Information shown:
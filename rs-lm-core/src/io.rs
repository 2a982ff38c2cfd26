use std::fs::File;
use std::io::{BufRead, BufReader};
use std::path::{Path, PathBuf};
use std::{fs, io};

/// Reads a text file and returns its non-blank lines, trimmed.
///
/// - Splits on `\n` / `\r\n`
pub fn read_lines<P: AsRef<Path>>(filename: P) -> io::Result<Vec<String>> {
	let mut lines = Vec::new();
	for line in BufReader::new(File::open(filename)?).lines() {
		let line = line?;
		let line = line.trim();
		if !line.is_empty() {
			lines.push(line.to_owned());
		}
	}
	Ok(lines)
}

/// Builds an output path based on an input path and a new extension.
///
/// Example:
/// `data/model.arpa` + `"bin"` → `data/model.bin`
pub fn build_output_path<P: AsRef<Path>>(input_path: P, output_extension: &str) -> io::Result<PathBuf> {
	let input_path = input_path.as_ref();

	let parent = input_path.parent().unwrap_or_else(|| Path::new("."));
	let file_stem = input_path
		.file_stem()
		.ok_or_else(|| io::Error::new(io::ErrorKind::InvalidInput, "Input path has no filename"))?;

	let mut output = PathBuf::from(parent);
	output.push(file_stem);
	output.set_extension(output_extension);

	Ok(output)
}

/// Extracts the base filename without extension.
///
/// Examples:
/// - `"./data/model.arpa"` → `"model"`
/// - `"model.bin"` → `"model"`
pub fn get_filename<P: AsRef<Path>>(input_path: P) -> io::Result<String> {
	let stem = input_path
		.as_ref()
		.file_stem()
		.ok_or_else(|| io::Error::new(io::ErrorKind::InvalidInput, "Path has no filename"))?;

	Ok(stem.to_string_lossy().to_string())
}

/// Lists all files with one of the given extensions in a directory.
///
/// Returns file names only (no paths), sorted.
pub fn list_files<P: AsRef<Path>>(dir: P, extensions: &[&str]) -> io::Result<Vec<String>> {
	let mut files = Vec::new();

	for entry in fs::read_dir(dir)? {
		let path = entry?.path();
		if !path.is_file() {
			continue;
		}
		let matches = path
			.extension()
			.and_then(|e| e.to_str())
			.is_some_and(|e| extensions.contains(&e));
		if let (true, Some(name)) = (matches, path.file_name()) {
			files.push(name.to_string_lossy().to_string());
		}
	}

	files.sort();
	Ok(files)
}

#[cfg(test)]
mod tests {
	use super::*;
	use std::io::Write;

	#[test]
	fn output_path_swaps_extension() {
		assert_eq!(build_output_path("data/model.arpa", "bin").unwrap(), PathBuf::from("data/model.bin"));
		assert_eq!(build_output_path("model", "bin").unwrap(), PathBuf::from("model.bin"));
		assert_eq!(get_filename("./data/model.arpa").unwrap(), "model");
	}

	#[test]
	fn lists_and_reads() {
		let dir = std::env::temp_dir().join(format!("rs-lm-io-{}", std::process::id()));
		fs::create_dir_all(&dir).unwrap();
		for name in ["b.arpa", "a.bin", "c.txt"] {
			let mut file = File::create(dir.join(name)).unwrap();
			writeln!(file, "  first line \n\n\r\nsecond").unwrap();
		}
		assert_eq!(list_files(&dir, &["bin", "arpa"]).unwrap(), vec!["a.bin", "b.arpa"]);
		assert_eq!(read_lines(dir.join("c.txt")).unwrap(), vec!["first line", "second"]);
		fs::remove_dir_all(&dir).unwrap();
	}
}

About this exercise: Restate the data above in full, keeping every word as it is.

Result of this task:
filename rs-lm-core/src/io.rs
repository 2a982ff38c2cfd26
use std::fs::File;
use std::io::{BufRead, BufReader};
use std::path::{Path, PathBuf};
use std::{fs, io};

/// Reads a text file and returns its non-blank lines, trimmed.
///
/// - Splits on `\n` / `\r\n`
pub fn read_lines<P: AsRef<Path>>(filename: P) -> io::Result<Vec<String>> {
	let mut lines = Vec::new();
	for line in BufReader::new(File::open(filename)?).lines() {
		let line = line?;
		let line = line.trim();
		if !line.is_empty() {
			lines.push(line.to_owned());
		}
	}
	Ok(lines)
}

/// Builds an output path based on an input path and a new extension.
///
/// Example:
/// `data/model.arpa` + `"bin"` → `data/model.bin`
pub fn build_output_path<P: AsRef<Path>>(input_path: P, output_extension: &str) -> io::Result<PathBuf> {
	let input_path = input_path.as_ref();

	let parent = input_path.parent().unwrap_or_else(|| Path::new("."));
	let file_stem = input_path
		.file_stem()
		.ok_or_else(|| io::Error::new(io::ErrorKind::InvalidInput, "Input path has no filename"))?;

	let mut output = PathBuf::from(parent);
	output.push(file_stem);
	output.set_extension(output_extension);

	Ok(output)
}

/// Extracts the base filename without extension.
///
/// Examples:
/// - `"./data/model.arpa"` → `"model"`
/// - `"model.bin"` → `"model"`
pub fn get_filename<P: AsRef<Path>>(input_path: P) -> io::Result<String> {
	let stem = input_path
		.as_ref()
		.file_stem()
		.ok_or_else(|| io::Error::new(io::ErrorKind::InvalidInput, "Path has no filename"))?;

	Ok(stem.to_string_lossy().to_string())
}

/// Lists all files with one of the given extensions in a directory.
///
/// Returns file names only (no paths), sorted.
pub fn list_files<P: AsRef<Path>>(dir: P, extensions: &[&str]) -> io::Result<Vec<String>> {
	let mut files = Vec::new();

	for entry in fs::read_dir(dir)? {
		let path = entry?.path();
		if !path.is_file() {
			continue;
		}
		let matches = path
			.extension()
			.and_then(|e| e.to_str())
			.is_some_and(|e| extensions.contains(&e));
		if let (true, Some(name)) = (matches, path.file_name()) {
			files.push(name.to_string_lossy().to_string());
		}
	}

	files.sort();
	Ok(files)
}

#[cfg(test)]
mod tests {
	use super::*;
	use std::io::Write;

	#[test]
	fn output_path_swaps_extension() {
		assert_eq!(build_output_path("data/model.arpa", "bin").unwrap(), PathBuf::from("data/model.bin"));
		assert_eq!(build_output_path("model", "bin").unwrap(), PathBuf::from("model.bin"));
		assert_eq!(get_filename("./data/model.arpa").unwrap(), "model");
	}

	#[test]
	fn lists_and_reads() {
		let dir = std::env::temp_dir().join(format!("rs-lm-io-{}", std::process::id()));
		fs::create_dir_all(&dir).unwrap();
		for name in ["b.arpa", "a.bin", "c.txt"] {
			let mut file = File::create(dir.join(name)).unwrap();
			writeln!(file, "  first line \n\n\r\nsecond").unwrap();
		}
		assert_eq!(list_files(&dir, &["bin", "arpa"]).unwrap(), vec!["a.bin", "b.arpa"]);
		assert_eq!(read_lines(dir.join("c.txt")).unwrap(), vec!["first line", "second"]);
		fs::remove_dir_all(&dir).unwrap();
	}
}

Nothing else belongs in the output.